Overwhelmingly, movement conservatives just don't care about the people Lance Mannion described in his 2009 piece, "The Invisibles":

I'm getting used to the fact that in the minds of Republicans, working people whose paychecks come from the local, state, or federal government don't exist. Their jobs don't count as jobs and the money they earn and spend on food, clothing, rent or a mortgage, and to pay taxes doesn't work its way into the economy as a whole but vanishes into the ether, its existence proved only by red ink in the budgets and higher taxes Republicans have to pay.

This is how Right Wing agitprop minister and pseudo-historian Amity Shlaes is able to argue that the New Deal didn't reduced unemployment. She counts government workers as unemployed---until 1942; government workers who wear uniforms and carry rifles belong to a special category of government workers who somehow don't count as government workers.

This is how the new chairman of the Republican National Committee, Michael Steele, is able to claim that the government never created a job, despite the paychecks he has collected from government and despite the fact his job is to help lots of Republicans get government jobs.

This is how Senator John Ensign can blithely suggest that his home state of Nevada can cut services without the workers who provide those services losing their jobs. Those workers don't exist to him as people. They're just bloat.

And it's not only people whose checks are signed by a government employee who are invisible. People whose companies depend on the contracts they have with the government, people who build and repair roads and schools and dams and canals and levees and ports, people who sell things for money from cashed government paychecks, and fix roofs and serve meals and wash cars and deliver flowers and pick up trash for money from cashed government paychecks---they're all invisible too.


Exactly, and it's crucial that everybody doesn't play along and buy into this irresponsible and cruel mindset.

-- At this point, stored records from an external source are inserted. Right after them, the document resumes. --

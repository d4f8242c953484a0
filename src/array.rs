//! An unordered, swap-based dynamic array.
//!
//! Inserting into the middle of an [`Array`] moves the displaced element to the end, and removing
//! moves the last element into the hole, so both are O(1). The price is that the relative order of
//! the other elements is not preserved.

use crate::{DynaBuf, Error};
use core::alloc::Layout;
use core::fmt;
use core::marker::PhantomData;
use core::ops::{Deref, DerefMut};
use core::ptr;
use core::slice;

/// A contiguous growable array over a [`DynaBuf`].
pub struct Array<T> {
    data: DynaBuf,
    len: usize,
    marker: PhantomData<T>,
}

impl<T> Array<T> {
    /// Creates an empty array without allocating.
    pub fn new() -> Self {
        Self::with_capacity(0)
    }

    /// Creates an empty array with room for `capacity` elements.
    pub fn with_capacity(capacity: usize) -> Self {
        match Self::try_with_capacity(capacity) {
            Ok(a) => a,
            Err(e) => e.abort(),
        }
    }

    /// Creates an empty array with room for `capacity` elements, reporting allocation failure.
    pub fn try_with_capacity(capacity: usize) -> Result<Self, Error> {
        Ok(Self {
            data: DynaBuf::with_layout(capacity, Layout::new::<T>())?,
            len: 0,
            marker: PhantomData,
        })
    }

    /// Returns the number of elements.
    #[cfg_attr(feature = "inline-more", inline)]
    pub fn len(&self) -> usize {
        self.len
    }

    /// Returns `true` if the array holds no elements.
    #[cfg_attr(feature = "inline-more", inline)]
    pub fn is_empty(&self) -> bool {
        self.len == 0
    }

    /// Returns the number of elements the array can hold without reallocating.
    #[cfg_attr(feature = "inline-more", inline)]
    pub fn capacity(&self) -> usize {
        self.data.capacity()
    }

    #[cfg_attr(feature = "inline-more", inline)]
    fn ptr(&self, index: usize) -> *mut T {
        // SAFETY: callers stay within the allocation; slots are laid out as a `[T]`.
        unsafe { self.data.as_ptr().cast::<T>().add(index) }
    }

    fn reserve_one(&mut self) -> Result<(), Error> {
        if self.len < self.capacity() {
            return Ok(());
        }
        let grown = self
            .len
            .checked_mul(2)
            .and_then(|n| n.checked_add(1))
            .ok_or(Error::CapacityOverflow)?;
        self.data.resize(grown)
    }

    /// Appends `item` to the end of the array.
    pub fn append(&mut self, item: T) {
        if let Err(e) = self.try_append(item) {
            e.abort();
        }
    }

    /// Appends `item`, reporting allocation failure instead of aborting.
    pub fn try_append(&mut self, item: T) -> Result<(), Error> {
        self.reserve_one()?;
        // SAFETY: reserve_one guarantees slot `len` exists and is unused.
        unsafe { ptr::write(self.ptr(self.len), item) };
        self.len += 1;
        Ok(())
    }

    /// Places `item` at `index`, moving whatever was there to the end.
    ///
    /// `index` may be `len()`, in which case this is an append.
    pub fn insert(&mut self, index: usize, item: T) -> Result<(), Error> {
        if index > self.len {
            return Err(Error::OutOfBounds {
                index,
                len: self.len,
            });
        }
        self.reserve_one()?;
        // SAFETY: index <= len < capacity, and slot `len` is unused.
        unsafe {
            if index < self.len {
                ptr::copy_nonoverlapping(self.ptr(index), self.ptr(self.len), 1);
            }
            ptr::write(self.ptr(index), item);
        }
        self.len += 1;
        Ok(())
    }

    /// Removes and returns the element at `index`, moving the last element into its place.
    pub fn remove(&mut self, index: usize) -> Result<T, Error> {
        if index >= self.len {
            return Err(Error::OutOfBounds {
                index,
                len: self.len,
            });
        }
        self.len -= 1;
        // SAFETY: both slots were live; after the read, slot `index` is refilled from the old
        // last slot, which is no longer counted.
        unsafe {
            let item = ptr::read(self.ptr(index));
            if index != self.len {
                ptr::copy_nonoverlapping(self.ptr(self.len), self.ptr(index), 1);
            }
            Ok(item)
        }
    }

    /// Removes and returns the last element.
    pub fn pop(&mut self) -> Option<T> {
        self.len.checked_sub(1).and_then(|i| self.remove(i).ok())
    }

    /// Returns the element at `index`.
    pub fn fetch(&self, index: usize) -> Option<&T> {
        self.get(index)
    }

    /// Returns the element at `index` for writing.
    pub fn fetch_mut(&mut self, index: usize) -> Option<&mut T> {
        self.get_mut(index)
    }

    /// Exchanges the elements at `a` and `b`.
    pub fn swap(&mut self, a: usize, b: usize) -> Result<(), Error> {
        let index = usize::max(a, b);
        if index >= self.len {
            return Err(Error::OutOfBounds {
                index,
                len: self.len,
            });
        }
        self.as_mut_slice().swap(a, b);
        Ok(())
    }

    /// Reallocates to hold exactly `count` elements.
    ///
    /// Fails with [`Error::InvalidRequest`] if that would not fit the current elements.
    pub fn resize(&mut self, count: usize) -> Result<(), Error> {
        if count < self.len {
            return Err(Error::InvalidRequest {
                requested: count,
                entries: self.len,
            });
        }
        self.data.resize(count)
    }

    /// Drops every element, keeping the allocation.
    pub fn clear(&mut self) {
        let live: *mut [T] = self.as_mut_slice();
        self.len = 0;
        // SAFETY: the elements are no longer reachable through `self`.
        unsafe { ptr::drop_in_place(live) };
    }

    /// The elements as a slice.
    pub fn as_slice(&self) -> &[T] {
        // SAFETY: the first `len` slots are initialized `T`s and the base pointer is aligned.
        unsafe { slice::from_raw_parts(self.ptr(0), self.len) }
    }

    /// The elements as a mutable slice.
    pub fn as_mut_slice(&mut self) -> &mut [T] {
        // SAFETY: as for `as_slice`, plus we hold `&mut self`.
        unsafe { slice::from_raw_parts_mut(self.ptr(0), self.len) }
    }
}

impl<T> Drop for Array<T> {
    fn drop(&mut self) {
        self.clear();
    }
}

impl<T> Default for Array<T> {
    fn default() -> Self {
        Self::new()
    }
}

impl<T> Deref for Array<T> {
    type Target = [T];
    fn deref(&self) -> &[T] {
        self.as_slice()
    }
}

impl<T> DerefMut for Array<T> {
    fn deref_mut(&mut self) -> &mut [T] {
        self.as_mut_slice()
    }
}

impl<T: Clone> Clone for Array<T> {
    fn clone(&self) -> Self {
        let mut new = Self::with_capacity(self.len);
        for item in self.iter() {
            new.append(item.clone());
        }
        new
    }
}

impl<T: fmt::Debug> fmt::Debug for Array<T> {
    fn fmt(&self, f: &mut fmt::Formatter<'_>) -> fmt::Result {
        f.debug_list().entries(self.iter()).finish()
    }
}

impl<T> Extend<T> for Array<T> {
    fn extend<I: IntoIterator<Item = T>>(&mut self, iter: I) {
        for item in iter {
            self.append(item);
        }
    }
}

impl<T> FromIterator<T> for Array<T> {
    fn from_iter<I: IntoIterator<Item = T>>(iter: I) -> Self {
        let mut a = Self::new();
        a.extend(iter);
        a
    }
}

impl<'a, T> IntoIterator for &'a Array<T> {
    type Item = &'a T;
    type IntoIter = slice::Iter<'a, T>;

    fn into_iter(self) -> Self::IntoIter {
        self.iter()
    }
}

NPR is running a story called "Bumps on the Road Back to Work" today. It's part of an ongoing series on unemployment, and does a good job of showing the lives of some of those "invisibles." To combat all the bad economic policies, plutocracy and callousness out there, it's important to remind people of history, to point out the facts on effective policies, and to direct attention to the very, real present-day struggles of many Americans. Things don't have to be this way. (Plus, don't forget the arts.)